Focusing Tip #693 – “Can Focusing help with anxiety if you don’t know the cause?”

How do you work with your anxiety when the cause of it isn’t clear? Read on…


Jim writes:

Can Focusing help with anxiety?

What if the cause of the anxiety isn’t immediately clear? I might be able to “figure it out,” but I don’t feel a direct connection.

Dear Jim:

It’s not much fun to feel anxiety, I know from my own experience.

But one good thing about anxiety is: You definitely feel it in your body! Whether it’s a rapid heartbeat, or clenching in the stomach, or tension all over… it’s there.

So what helps?

Well, I’m glad you put the words “figure it out” in quotation marks, because “figuring out” your anxiety is like standing across the room from someone in distress and trying to think of what’s wrong with them. Instead of going up to them and asking them!

And I love it that you said, “but I don’t feel a direct connection.”

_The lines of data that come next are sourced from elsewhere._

//! Company Entity
//!
//! Business-side actor profile. Owns jobs, blogs and reviews
//! (one-to-many, enforced by the schema).

use chrono::{DateTime, Utc};

use crate::domain::value_object::{email::Email, ids::CompanyId};

/// Company profile entity
#[derive(Debug, Clone)]
pub struct Company {
    /// Company identifier, the token subject for company logins
    pub company_id: CompanyId,
    /// Display name
    pub name: String,
    /// Industry label, used for category filtering
    pub industry: String,
    /// Contact email, matches the identity email
    pub email: Email,
    /// Optional free-text description
    pub description: Option<String>,
    /// Optional logo URL
    pub logo_url: Option<String>,
    /// Created timestamp
    pub created_at: DateTime<Utc>,
}

impl Company {
    /// Create a new company profile
    pub fn new(
        name: String,
        industry: String,
        email: Email,
        description: Option<String>,
        logo_url: Option<String>,
    ) -> Self {
        Self {
            company_id: CompanyId::new(),
            name,
            industry,
            email,
            description,
            logo_url,
            created_at: Utc::now(),
        }
    }
}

See, you already know what would be needed — a direct connection — but probably you’re not sure how to get one.

Here’s what I suggest:

  1. Start with what you are aware of right now… your body feelings and your thoughts. (The anxious ones.)
  2. Acknowledge them. “I am sensing something in me feels….” or “I am sensing something in me says…” (The latter is for the thoughts.)
  3. Imagine you are sitting down with the “something” you are feeling in your body. Like you would sit with a friend. Be curious. You don’t already know what it’s about. (That’s why you’re curious!)
  4. From that calm place of sensing, slowly you will be aware of more than you’ve put into words so far. Like: “This anxious feels has a grabbing and holding on quality.” Or: “It feels young, like a scared kid.” Acknowledge that and keep going. Each small step leads to the next one.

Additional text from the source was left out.